- **Listed entries**:
use std::sync::Arc;

use keystone_oids::{OidAllocator, StorageOidStrategy};
use keystone_storage::{AppStores, StorageEngine};
use tokio::sync::broadcast;

use crate::config::DataConfig;
use crate::error::DataResult;
use crate::event::DataEvent;
use crate::serialization::SerializationRegistry;
use crate::transaction::Transaction;

const EVENT_CAPACITY: usize = 1024;

/// Everything a transaction needs for one application.
pub struct DataContext {
    engine: Arc<dyn StorageEngine>,
    stores: AppStores,
    allocator: Arc<OidAllocator>,
    registry: Arc<SerializationRegistry>,
    events: broadcast::Sender<DataEvent>,
    config: DataConfig,
}

impl DataContext {
    /// Open `app` on `engine` with a local, storage-backed oid allocator.
    pub fn open(
        app: &str,
        engine: Arc<dyn StorageEngine>,
        registry: Arc<SerializationRegistry>,
        config: DataConfig,
    ) -> DataResult<Self> {
        let stores = AppStores::open(engine.as_ref(), app)?;
        let strategy =
            StorageOidStrategy::with_block_size(engine.clone(), stores.meta.clone(), config.oid_block_size);
        let allocator = Arc::new(OidAllocator::new(Arc::new(strategy)));
        Self::with_allocator(app, engine, registry, allocator, config)
    }

    /// Open `app` with an externally supplied allocator, as nodes that read
    /// and commit through the metaserver do.
    pub fn with_allocator(
        app: &str,
        engine: Arc<dyn StorageEngine>,
        registry: Arc<SerializationRegistry>,
        allocator: Arc<OidAllocator>,
        config: DataConfig,
    ) -> DataResult<Self> {
        let stores = AppStores::open(engine.as_ref(), app)?;
        let (events, _) = broadcast::channel(EVENT_CAPACITY);
        Ok(Self {
            engine,
            stores,
            allocator,
            registry,
            events,
            config,
        })
    }

    pub fn app(&self) -> &str {
        &self.stores.app
    }

    pub fn stores(&self) -> &AppStores {
        &self.stores
    }

    pub fn engine(&self) -> &Arc<dyn StorageEngine> {
        &self.engine
    }

    pub fn allocator(&self) -> &Arc<OidAllocator> {
        &self.allocator
    }

    pub fn registry(&self) -> &Arc<SerializationRegistry> {
        &self.registry
    }

    pub fn config(&self) -> &DataConfig {
        &self.config
    }

    /// Subscribe to byte-count events.
    pub fn subscribe(&self) -> broadcast::Receiver<DataEvent> {
        self.events.subscribe()
    }

    pub(crate) fn emit(&self, event: DataEvent) {
        // No subscribers is fine.
        let _ = self.events.send(event);
    }

    pub fn begin(&self) -> DataResult<Transaction<'_>> {
        Transaction::begin(self)
    }
}

impl std::fmt::Debug for DataContext {
    fn fmt(&self, f: &mut std::fmt::Formatter<'_>) -> std::fmt::Result {
        f.debug_struct("DataContext")
            .field("app", &self.stores.app)
            .field("registry", &self.registry)
            .field("config", &self.config)
            .finish()
    }
}
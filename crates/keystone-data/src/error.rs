use keystone_oids::OidError;
use keystone_storage::{RollbackReason, StoreError};
use keystone_types::Oid;

/// Errors produced by the data layer.
#[derive(Debug, thiserror::Error)]
pub enum DataError {
    /// A storage operation failed; the transaction may now be rollback-only.
    #[error("storage error: {0}")]
    Storage(#[from] StoreError),

    /// Oid allocation failed. Always fatal to the operation.
    #[error("oid allocation failed: {0}")]
    Oids(#[from] OidError),

    /// No object is stored under the oid.
    #[error("object not found: {0}")]
    NotFound(Oid),

    /// The object was removed earlier in this transaction.
    #[error("object removed: {0}")]
    ObjectRemoved(Oid),

    #[error("binding not found: {0}")]
    BindingNotFound(String),

    #[error("unknown serialization: {0}")]
    UnknownSerialization(String),

    #[error("serialization already registered: {0}")]
    DuplicateSerialization(String),

    /// No serialization is registered for the Rust type.
    #[error("no serialization registered for type {0}")]
    UnregisteredType(&'static str),

    /// The cached object is not of the requested type.
    #[error("type mismatch for {oid}: expected {expected}")]
    TypeMismatch { oid: Oid, expected: &'static str },

    /// Encoding or decoding a payload failed.
    #[error("serialization error: {0}")]
    Serialization(String),

    /// The transaction was marked rollback-only; nothing more can be done in it.
    #[error("transaction is rollback-only ({0})")]
    RollbackOnly(RollbackReason),

    /// The transaction's deadline elapsed.
    #[error("transaction timed out")]
    Timeout,

    /// The transaction has already committed or rolled back.
    #[error("transaction is closed")]
    TransactionClosed,

    /// Application code aborted the transaction.
    #[error("transaction aborted: {0}")]
    Aborted(String),
}

impl DataError {
    /// Whether retrying the whole transaction may succeed.
    pub fn is_retryable(&self) -> bool {
        match self {
            Self::Storage(e) => e.is_retryable(),
            Self::RollbackOnly(reason) => reason.is_retryable(),
            Self::Timeout => true,
            _ => false,
        }
    }
}

/// Result alias for data operations.
pub type DataResult<T> = Result<T, DataError>;
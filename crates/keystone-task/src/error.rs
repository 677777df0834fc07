use keystone_data::DataError;
use keystone_types::Oid;

/// Errors from durable task operations.
#[derive(Debug, thiserror::Error)]
pub enum TaskError {
    #[error("data error: {0}")]
    Data(#[from] DataError),

    #[error("unknown task kind: {0}")]
    UnknownKind(String),

    #[error("task kind already registered: {0}")]
    DuplicateKind(String),

    /// The period cannot be represented as a time delta.
    #[error("invalid task period: {0:?}")]
    InvalidPeriod(std::time::Duration),

    /// The task's transaction kept conflicting until attempts ran out.
    #[error("task {handle} gave up after {attempts} attempts: {source}")]
    Exhausted {
        handle: Oid,
        attempts: u32,
        source: DataError,
    },
}

impl TaskError {
    pub fn is_retryable(&self) -> bool {
        matches!(self, Self::Data(e) if e.is_retryable())
    }
}

/// Result alias for task operations.
pub type TaskResult<T> = Result<T, TaskError>;
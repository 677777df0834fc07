use thiserror::Error;

#[derive(Debug, Error)]
pub enum ServerError {
    #[error("protocol error: {0}")]
    Protocol(#[from] keystone_protocol::ProtocolError),

    #[error("store error: {0}")]
    Store(#[from] keystone_storage::StoreError),

    #[error("oid reservation failed: {0}")]
    Oids(#[from] keystone_oids::OidError),

    #[error("configuration error: {0}")]
    Config(String),

    #[error("I/O error: {0}")]
    Io(#[from] std::io::Error),

    #[error("internal error: {0}")]
    Internal(String),
}

pub type ServerResult<T> = Result<T, ServerError>;
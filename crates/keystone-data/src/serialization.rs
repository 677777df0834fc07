use std::any::{type_name, Any, TypeId};
use std::collections::HashMap;
use std::marker::PhantomData;
use std::sync::Arc;

use serde::de::DeserializeOwned;
use serde::Serialize;

use crate::error::{DataError, DataResult};

/// A named strategy for turning managed objects into bytes and back.
///
/// Strategies are looked up by name when persisted data is loaded without
/// compile-time knowledge of its type (task recovery, for instance), so the
/// name must stay stable across releases.
pub trait Serialization: Send + Sync {
    fn name(&self) -> &str;

    /// Append the encoded form of `object` to `out`.
    fn serialize(&self, object: &(dyn Any + Send), out: &mut Vec<u8>) -> DataResult<()>;

    fn deserialize(&self, bytes: &[u8]) -> DataResult<Box<dyn Any + Send>>;

    /// Release a payload at the end of its owning transaction.
    fn finalize(&self, object: Box<dyn Any + Send>) {
        drop(object);
    }

    /// Whether `object` is of a type this strategy can encode.
    fn accepts(&self, _object: &(dyn Any + Send)) -> bool {
        true
    }
}

/// `bincode` encoding for any serde type.
pub struct BincodeSerialization<T> {
    name: String,
    _marker: PhantomData<fn() -> T>,
}

impl<T> BincodeSerialization<T> {
    pub fn new(name: impl Into<String>) -> Self {
        Self {
            name: name.into(),
            _marker: PhantomData,
        }
    }
}

impl<T> Serialization for BincodeSerialization<T>
where
    T: Serialize + DeserializeOwned + Send + 'static,
{
    fn name(&self) -> &str {
        &self.name
    }

    fn serialize(&self, object: &(dyn Any + Send), out: &mut Vec<u8>) -> DataResult<()> {
        let value = object
            .downcast_ref::<T>()
            .ok_or_else(|| DataError::Serialization(format!("{}: expected {}", self.name, type_name::<T>())))?;
        bincode::serialize_into(out, value).map_err(|e| DataError::Serialization(e.to_string()))
    }

    fn deserialize(&self, bytes: &[u8]) -> DataResult<Box<dyn Any + Send>> {
        let value: T =
            bincode::deserialize(bytes).map_err(|e| DataError::Serialization(e.to_string()))?;
        Ok(Box::new(value))
    }

    fn accepts(&self, object: &(dyn Any + Send)) -> bool {
        object.is::<T>()
    }
}

/// Name-keyed table of serialization strategies.
///
/// Built once at startup and shared behind an `Arc`. Strategies registered
/// with [`SerializationRegistry::register_type`] are also reachable by Rust
/// type, which is what the typed transaction API uses.
#[derive(Default)]
pub struct SerializationRegistry {
    by_name: HashMap<String, Arc<dyn Serialization>>,
    by_type: HashMap<TypeId, String>,
}

impl SerializationRegistry {
    pub fn new() -> Self {
        Self::default()
    }

    /// Register a strategy under its own name.
    pub fn register(&mut self, strategy: Arc<dyn Serialization>) -> DataResult<()> {
        let name = strategy.name().to_string();
        if self.by_name.contains_key(&name) {
            return Err(DataError::DuplicateSerialization(name));
        }
        self.by_name.insert(name, strategy);
        Ok(())
    }

    /// Register a strategy and make it the default for `T`.
    pub fn register_for<T: 'static>(&mut self, strategy: Arc<dyn Serialization>) -> DataResult<()> {
        let name = strategy.name().to_string();
        self.register(strategy)?;
        self.by_type.insert(TypeId::of::<T>(), name);
        Ok(())
    }

    /// Register a [`BincodeSerialization`] for `T` under `name`.
    pub fn register_type<T>(&mut self, name: &str) -> DataResult<()>
    where
        T: Serialize + DeserializeOwned + Send + 'static,
    {
        self.register_for::<T>(Arc::new(BincodeSerialization::<T>::new(name)))
    }

    pub fn get(&self, name: &str) -> DataResult<Arc<dyn Serialization>> {
        self.by_name
            .get(name)
            .cloned()
            .ok_or_else(|| DataError::UnknownSerialization(name.to_string()))
    }

    /// The default strategy registered for `T`.
    pub fn for_type<T: 'static>(&self) -> DataResult<Arc<dyn Serialization>> {
        let name = self
            .by_type
            .get(&TypeId::of::<T>())
            .ok_or(DataError::UnregisteredType(type_name::<T>()))?;
        self.get(name)
    }

    pub fn contains(&self, name: &str) -> bool {
        self.by_name.contains_key(name)
    }

    pub fn len(&self) -> usize {
        self.by_name.len()
    }

    pub fn is_empty(&self) -> bool {
        self.by_name.is_empty()
    }
}

impl std::fmt::Debug for SerializationRegistry {
    fn fmt(&self, f: &mut std::fmt::Formatter<'_>) -> std::fmt::Result {
        let mut names: Vec<&str> = self.by_name.keys().map(String::as_str).collect();
        names.sort_unstable();
        f.debug_struct("SerializationRegistry")
            .field("strategies", &names)
            .finish()
    }
}

#[cfg(test)]
mod tests {
    use super::*;
    use serde::Deserialize;

    #[derive(Debug, PartialEq, Serialize, Deserialize)]
    struct Player {
        name: String,
        score: u32,
    }

    #[test]
    fn bincode_roundtrip_preserves_fields() {
        let strategy = BincodeSerialization::<Player>::new("player");
        let player = Player {
            name: "ada".into(),
            score: 12,
        };
        let mut bytes = Vec::new();
        strategy.serialize(&player, &mut bytes).unwrap();

        let restored = strategy.deserialize(&bytes).unwrap();
        assert_eq!(restored.downcast_ref::<Player>(), Some(&player));
    }

    #[test]
    fn bincode_rejects_foreign_type() {
        let strategy = BincodeSerialization::<Player>::new("player");
        let mut bytes = Vec::new();
        assert!(matches!(
            strategy.serialize(&42u32, &mut bytes),
            Err(DataError::Serialization(_))
        ));
        assert!(!strategy.accepts(&42u32));
        assert!(bytes.is_empty());
    }

    #[test]
    fn registry_lookup_by_name_and_type() {
        let mut registry = SerializationRegistry::new();
        registry.register_type::<Player>("player").unwrap();

        assert_eq!(registry.get("player").unwrap().name(), "player");
        assert_eq!(registry.for_type::<Player>().unwrap().name(), "player");
        assert!(matches!(
            registry.get("monster"),
            Err(DataError::UnknownSerialization(_))
        ));
        assert!(matches!(
            registry.for_type::<u64>(),
            Err(DataError::UnregisteredType(_))
        ));
    }

    #[test]
    fn duplicate_names_are_rejected() {
        let mut registry = SerializationRegistry::new();
        registry.register_type::<Player>("player").unwrap();
        assert!(matches!(
            registry.register_type::<u32>("player"),
            Err(DataError::DuplicateSerialization(_))
        ));
        assert_eq!(registry.len(), 1);
    }
}
/// A transaction against a [`RemoteStorageEngine`].
pub struct RemoteTransaction {
    id: u64,
    shared: Arc<Shared>,
    entries: BTreeMap<Slot, Entry>,
    deadline: Option<Instant>,
    rollback: Option<RollbackReason>,
}

fn corrupt(store: &Store, key: &[u8], reason: impl Into<String>) -> StoreError {
    StoreError::Corrupt {
        store: store.name().to_string(),
        key: hex::encode(key),
        reason: reason.into(),
    }
}

fn slot_range(store: &Store, after: Option<&[u8]>) -> (Bound<Slot>, Bound<Slot>) {
    let lower = match after {
        Some(key) => Bound::Excluded((store.id(), key.to_vec())),
        None => Bound::Included((store.id(), Vec::new())),
    };
    let upper = match store.id().checked_add(1) {
        Some(next) => Bound::Excluded((next, Vec::new())),
        None => Bound::Unbounded,
    };
    (lower, upper)
}

impl RemoteTransaction {
    fn check_live(&mut self) -> StoreResult<()> {
        if let Some(reason) = self.rollback {
            return Err(StoreError::RollbackOnly(reason));
        }
        if let Some(deadline) = self.deadline {
            if Instant::now() >= deadline {
                debug!(tx = self.id, "remote transaction deadline elapsed");
                self.rollback = Some(RollbackReason::Timeout);
                return Err(StoreError::Timeout);
            }
        }
        Ok(())
    }

    fn denied(&mut self, store: &str, key: &[u8]) -> StoreError {
        debug!(tx = self.id, store, key = %hex::encode(key), "metaserver lock denied");
        self.rollback = Some(RollbackReason::Conflict);
        StoreError::Conflict {
            store: store.to_string(),
            key: hex::encode(key),
        }
    }

    fn failed(&mut self, e: ProtocolError) -> StoreError {
        warn!(tx = self.id, error = %e, "metaserver request failed");
        self.rollback = Some(RollbackReason::Aborted);
        StoreError::Remote(e.to_string())
    }

    fn locked_key(store: &Store, key: &[u8]) -> StoreResult<LockedKey> {
        match Keyspace::of(store) {
            Keyspace::Objects(app) => {
                let oid = Oid::from_key(key).map_err(|e| corrupt(store, key, e.to_string()))?;
                Ok(LockedKey::Object(app, oid))
            }
            Keyspace::Bindings(app) => {
                let name = std::str::from_utf8(key).map_err(|_| corrupt(store, key, "binding name is not UTF-8"))?;
                Ok(LockedKey::Binding(app, name.to_string()))
            }
            Keyspace::Unserved => Err(StoreError::UnknownStore(store.name().to_string())),
        }
    }

    /// Lock `key` on the metaserver and return its canonical value.
    fn request(&mut self, store: &Store, key: &[u8], write: bool) -> StoreResult<Option<Vec<u8>>> {
        let target = Self::locked_key(store, key)?;
        let shared = Arc::clone(&self.shared);
        let mut locks = shared.locks.lock().expect("lock poisoned");
        if !locks.can_take(self.id, &target, write) {
            return Err(self.denied(store.name(), key));
        }
        let outcome = match &target {
            LockedKey::Object(app, oid) => shared.client.request_object(app, *oid, write),
            LockedKey::Binding(app, name) => shared.client.request_binding(app, name, write),
        };
        match outcome {
            Ok(DataOutcome::Granted(value)) => {
                locks.take(self.id, target, write);
                Ok(value)
            }
            Ok(DataOutcome::Denied { retry_after_ms }) => {
                trace!(tx = self.id, retry_after_ms, "metaserver asked for a retry");
                Err(self.denied(store.name(), key))
            }
            Err(e) => Err(self.failed(e)),
        }
    }

    fn lock_for_write(&mut self, store: &Store, key: &[u8]) -> StoreResult<&mut Entry> {
        let slot = (store.id(), key.to_vec());
        let held = self.entries.get(&slot).is_some_and(|entry| entry.for_write);
        if !held {
            let value = self.request(store, key, true)?;
            let entry = self.entries.entry(slot.clone()).or_insert_with(|| Entry {
                store: store.clone(),
                value: None,
                for_write: false,
                dirty: false,
            });
            entry.value = value;
            entry.for_write = true;
        }
        self.entries
            .get_mut(&slot)
            .ok_or_else(|| StoreError::Remote("write lock lost".into()))
    }

    /// The binding after `after`, range-locking the names in between.
    fn next_remote(&mut self, store: &Store, app: &str, after: Option<&[u8]>) -> StoreResult<Option<Vec<u8>>> {
        let from = after
            .map(|key| std::str::from_utf8(key).map_err(|_| corrupt(store, key, "binding name is not UTF-8")))
            .transpose()?;
        let shared = Arc::clone(&self.shared);
        let mut locks = shared.locks.lock().expect("lock poisoned");
        let next = match shared.client.request_next_binding(app, from) {
            Ok(DataOutcome::Granted(next)) => next,
            Ok(DataOutcome::Denied { .. }) => return Err(self.denied(store.name(), after.unwrap_or_default())),
            Err(e) => return Err(self.failed(e)),
        };
        let to = next
            .as_deref()
            .map(|name| std::str::from_utf8(name).map_err(|_| corrupt(store, name, "binding name is not UTF-8")))
            .transpose()?;
        let range = HeldRange {
            tx: self.id,
            app: app.to_string(),
            from: from.map(str::to_string),
            to: to.map(str::to_string),
        };
        let clear = locks.can_take_range(self.id, app, from, to);
        // Held either way so that ending the transaction releases it.
        locks.take_range(range);
        if !clear {
            return Err(self.denied(store.name(), after.unwrap_or_default()));
        }
        Ok(next)
    }

    /// The buffered writes, one changeset per application.
    fn changesets(&self) -> StoreResult<Vec<Changeset>> {
        let mut by_app: BTreeMap<String, Changeset> = BTreeMap::new();
        for ((_, key), entry) in self.entries.iter().filter(|(_, entry)| entry.dirty) {
            match Self::locked_key(&entry.store, key)? {
                LockedKey::Object(app, oid) => {
                    let changeset = by_app.entry(app.clone()).or_insert_with(|| Changeset::new(app));
                    match &entry.value {
                        Some(data) => changeset.write_object(oid, data.clone()),
                        None => changeset.delete_object(oid),
                    };
                }
                LockedKey::Binding(app, name) => {
                    let changeset = by_app.entry(app.clone()).or_insert_with(|| Changeset::new(app));
                    match &entry.value {
                        Some(bytes) => {
                            let oid = Oid::from_key(bytes).map_err(|e| corrupt(&entry.store, key, e.to_string()))?;
                            changeset.bind(name, oid)
                        }
                        None => changeset.unbind(name),
                    };
                }
            }
        }
        Ok(by_app.into_values().collect())
    }

    fn release(&mut self) {
        self.entries.clear();
        let shared = Arc::clone(&self.shared);
        // Held while sending so no local transaction re-takes a key between
        // the bookkeeping and the release reaching the metaserver.
        let mut locks = shared.locks.lock().expect("lock poisoned");
        let (keys, apps) = locks.release_tx(self.id);
        for key in &keys {
            let result = match key {
                LockedKey::Object(app, oid) => shared.client.release_object(app, *oid),
                LockedKey::Binding(app, name) => shared.client.release_binding(app, name),
            };
            if let Err(e) = result {
                debug!(tx = self.id, ?key, error = %e, "lock release not sent");
            }
        }
        for app in &apps {
            if let Err(e) = shared.client.release_binding_range(app, None, None) {
                debug!(tx = self.id, app = %app, error = %e, "range release not sent");
            }
        }
        if !keys.is_empty() || !apps.is_empty() {
            trace!(tx = self.id, keys = keys.len(), ranges = apps.len(), "released metaserver locks");
        }
    }
}

impl StorageTransaction for RemoteTransaction {
    fn get(&mut self, store: &Store, key: &[u8]) -> StoreResult<Option<Vec<u8>>> {
        self.check_live()?;
        let slot = (store.id(), key.to_vec());
        if let Some(entry) = self.entries.get(&slot) {
            return Ok(entry.value.clone());
        }
        let value = self.request(store, key, false)?;
        self.entries.insert(
            slot,
            Entry {
                store: store.clone(),
                value: value.clone(),
                for_write: false,
                dirty: false,
            },
        );
        Ok(value)
    }

    fn get_for_update(&mut self, store: &Store, key: &[u8]) -> StoreResult<Option<Vec<u8>>> {
        self.check_live()?;
        Ok(self.lock_for_write(store, key)?.value.clone())
    }

    fn put(&mut self, store: &Store, key: &[u8], value: &[u8]) -> StoreResult<()> {
        self.check_live()?;
        let entry = self.lock_for_write(store, key)?;
        entry.value = Some(value.to_vec());
        entry.dirty = true;
        Ok(())
    }

    fn delete(&mut self, store: &Store, key: &[u8]) -> StoreResult<bool> {
        self.check_live()?;
        let entry = self.lock_for_write(store, key)?;
        let existed = entry.value.take().is_some();
        entry.dirty = true;
        Ok(existed)
    }

    fn next_key(&mut self, store: &Store, key: Option<&[u8]>) -> StoreResult<Option<Vec<u8>>> {
        self.check_live()?;
        let Keyspace::Bindings(app) = Keyspace::of(store) else {
            return Err(StoreError::Remote(format!("ordered scans are not served for {}", store.name())));
        };
        let local = self
            .entries
            .range(slot_range(store, key))
            .find(|(_, entry)| entry.dirty && entry.value.is_some())
            .map(|((_, name), _)| name.clone());

        let mut after = key.map(<[u8]>::to_vec);
        let remote = loop {
            let Some(name) = self.next_remote(store, &app, after.as_deref())? else {
                break None;
            };
            let deleted_here = self
                .entries
                .get(&(store.id(), name.clone()))
                .is_some_and(|entry| entry.dirty && entry.value.is_none());
            if !deleted_here {
                break Some(name);
            }
            after = Some(name);
        };
        Ok(match (remote, local) {
            (Some(a), Some(b)) => Some(a.min(b)),
            (a, b) => a.or(b),
        })
    }

    fn prepare(&mut self) -> StoreResult<()> {
        self.check_live()?;
        self.changesets().map(|_| ())
    }

    fn commit(mut self: Box<Self>) -> StoreResult<()> {
        self.check_live()?;
        for changeset in self.changesets()? {
            if changeset.is_empty() {
                continue;
            }
            match self.shared.client.submit_changeset(&changeset) {
                Ok(true) => debug!(tx = self.id, app = %changeset.app, changes = changeset.len(), "changeset applied"),
                Ok(false) => {
                    warn!(tx = self.id, app = %changeset.app, "metaserver rejected changeset");
                    return Err(self.denied(&changeset.app, &[]));
                }
                Err(e) => return Err(self.failed(e)),
            }
        }
        self.release();
        Ok(())
    }

    fn rollback(mut self: Box<Self>) {
        trace!(tx = self.id, "remote transaction rolled back");
        self.release();
    }

    fn mark_rollback(&mut self, reason: RollbackReason) {
        self.rollback.get_or_insert(reason);
    }

    fn rollback_reason(&self) -> Option<RollbackReason> {
        self.rollback
    }
}
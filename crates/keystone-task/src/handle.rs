use std::time::Duration;

use chrono::{DateTime, Utc};
use keystone_types::{Identity, Oid};
use serde::{Deserialize, Serialize};

/// Prefix of the bindings that index pending durable tasks.
pub const PENDING_TASK_PREFIX: &str = "pending-task.";

/// Serialization name under which handles are stored.
pub const HANDLE_SERIALIZATION: &str = "durable-task-handle";

/// The recovery binding for the handle stored at `handle`.
pub fn binding_name(handle: Oid) -> String {
    format!("{PENDING_TASK_PREFIX}{}", handle.to_hex())
}

/// Persisted description of one pending task.
#[derive(Clone, Debug, PartialEq, Eq, Serialize, Deserialize)]
pub struct DurableTaskHandle {
    /// Oid of the task's data object.
    pub data: Oid,
    /// Serialization the data object is stored with.
    pub data_serialization: String,
    /// Registered task kind; selects the worker.
    pub kind: String,
    /// Recovery binding, once the handle has been bound.
    pub binding: Option<String>,
    /// Principal the task runs as.
    pub identity: Identity,
    /// Cleared by cancellation; a non-repeating task is removed after it runs.
    pub repeats: bool,
    pub period: Option<Duration>,
    pub target_execution_time: DateTime<Utc>,
}

impl DurableTaskHandle {
    pub fn is_periodic(&self) -> bool {
        self.repeats && self.period.is_some()
    }
}
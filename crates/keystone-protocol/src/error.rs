use thiserror::Error;

#[derive(Debug, Error)]
pub enum ProtocolError {
    #[error("unknown opcode: {0:#04x}")]
    UnknownOpcode(u8),

    #[error("message too large: {size} bytes (max {max})")]
    MessageTooLarge { size: usize, max: usize },

    /// A field ran past the end of the payload.
    #[error("truncated {0}")]
    Truncated(&'static str),

    #[error("unterminated string")]
    UnterminatedString,

    #[error("string contains NUL")]
    EmbeddedNul,

    #[error("invalid UTF-8 in string field")]
    InvalidUtf8,

    #[error("invalid presence flag: {0}")]
    InvalidFlag(u8),

    #[error("version mismatch: local {local}, remote {remote}")]
    VersionMismatch { local: u8, remote: u8 },

    #[error("unexpected response: expected {expected}, got {got}")]
    UnexpectedResponse {
        expected: &'static str,
        got: &'static str,
    },

    #[error("connection closed")]
    ConnectionClosed,

    #[error("I/O error: {0}")]
    Io(#[from] std::io::Error),
}

pub type ProtocolResult<T> = Result<T, ProtocolError>;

- **Task to carry out**: In the entries above, one line contains "reaching the metaserver." and another contains "let result = match". Reproduce exactly those two lines and the lines between them, nothing else.

- **Response box**:
        // the bookkeeping and the release reaching the metaserver.
        let mut locks = shared.locks.lock().expect("lock poisoned");
        let (keys, apps) = locks.release_tx(self.id);
        for key in &keys {
            let result = match key {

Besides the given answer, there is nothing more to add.